▶ **WHAT IS EXPECTED**:
Scan the data and please report how many lines include the word "Result". Leave out everything but the number.
[[ INFORMATION SHOWN open ]]
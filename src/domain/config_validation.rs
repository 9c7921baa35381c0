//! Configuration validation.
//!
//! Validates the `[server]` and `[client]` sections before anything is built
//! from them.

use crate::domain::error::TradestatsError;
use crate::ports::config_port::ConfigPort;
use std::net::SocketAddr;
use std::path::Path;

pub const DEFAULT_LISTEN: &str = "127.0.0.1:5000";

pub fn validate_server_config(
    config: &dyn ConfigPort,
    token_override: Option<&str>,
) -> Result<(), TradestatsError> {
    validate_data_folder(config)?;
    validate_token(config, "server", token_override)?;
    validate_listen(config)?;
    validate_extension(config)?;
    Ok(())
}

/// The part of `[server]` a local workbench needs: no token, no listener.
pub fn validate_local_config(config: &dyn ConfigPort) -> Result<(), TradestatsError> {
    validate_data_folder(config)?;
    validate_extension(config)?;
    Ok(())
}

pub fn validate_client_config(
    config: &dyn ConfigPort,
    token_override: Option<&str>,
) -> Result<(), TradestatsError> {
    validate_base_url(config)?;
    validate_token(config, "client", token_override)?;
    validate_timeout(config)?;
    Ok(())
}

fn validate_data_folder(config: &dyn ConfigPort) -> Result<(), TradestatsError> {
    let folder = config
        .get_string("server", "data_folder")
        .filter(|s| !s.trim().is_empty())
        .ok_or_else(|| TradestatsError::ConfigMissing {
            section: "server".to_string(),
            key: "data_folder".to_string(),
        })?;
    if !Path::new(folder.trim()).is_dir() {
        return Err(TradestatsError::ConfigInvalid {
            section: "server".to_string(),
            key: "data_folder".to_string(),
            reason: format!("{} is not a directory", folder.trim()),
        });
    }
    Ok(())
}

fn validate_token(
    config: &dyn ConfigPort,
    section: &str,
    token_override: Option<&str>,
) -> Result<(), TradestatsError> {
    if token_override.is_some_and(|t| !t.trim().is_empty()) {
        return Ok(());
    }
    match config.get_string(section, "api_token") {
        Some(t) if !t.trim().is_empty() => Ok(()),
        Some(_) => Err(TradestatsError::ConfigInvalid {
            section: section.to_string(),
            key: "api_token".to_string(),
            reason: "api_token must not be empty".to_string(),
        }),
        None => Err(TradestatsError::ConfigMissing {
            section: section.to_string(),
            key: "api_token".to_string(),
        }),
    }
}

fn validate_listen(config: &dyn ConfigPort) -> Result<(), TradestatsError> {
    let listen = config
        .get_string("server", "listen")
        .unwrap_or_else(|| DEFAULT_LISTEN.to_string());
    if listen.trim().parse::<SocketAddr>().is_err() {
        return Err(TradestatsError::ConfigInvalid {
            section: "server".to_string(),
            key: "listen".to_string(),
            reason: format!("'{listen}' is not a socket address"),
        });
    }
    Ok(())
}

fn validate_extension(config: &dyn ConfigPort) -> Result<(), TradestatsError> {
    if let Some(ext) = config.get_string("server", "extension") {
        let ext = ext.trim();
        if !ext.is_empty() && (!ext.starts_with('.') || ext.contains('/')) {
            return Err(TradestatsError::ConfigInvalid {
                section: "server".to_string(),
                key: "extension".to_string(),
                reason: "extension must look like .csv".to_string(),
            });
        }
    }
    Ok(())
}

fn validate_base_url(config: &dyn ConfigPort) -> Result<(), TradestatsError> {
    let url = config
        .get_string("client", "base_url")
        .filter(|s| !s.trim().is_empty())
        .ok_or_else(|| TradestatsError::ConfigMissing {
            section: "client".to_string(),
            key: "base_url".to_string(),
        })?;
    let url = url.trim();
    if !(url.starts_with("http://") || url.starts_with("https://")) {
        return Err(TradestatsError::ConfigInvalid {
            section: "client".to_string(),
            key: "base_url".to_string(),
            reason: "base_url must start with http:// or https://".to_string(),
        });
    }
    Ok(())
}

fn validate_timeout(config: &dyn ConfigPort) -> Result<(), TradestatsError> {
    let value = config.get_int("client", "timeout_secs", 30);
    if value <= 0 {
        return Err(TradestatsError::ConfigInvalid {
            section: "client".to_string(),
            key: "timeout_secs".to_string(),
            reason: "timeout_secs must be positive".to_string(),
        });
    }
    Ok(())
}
[[ INFORMATION SHOWN closed ]]
▶ **COMPLETED TASK**:
9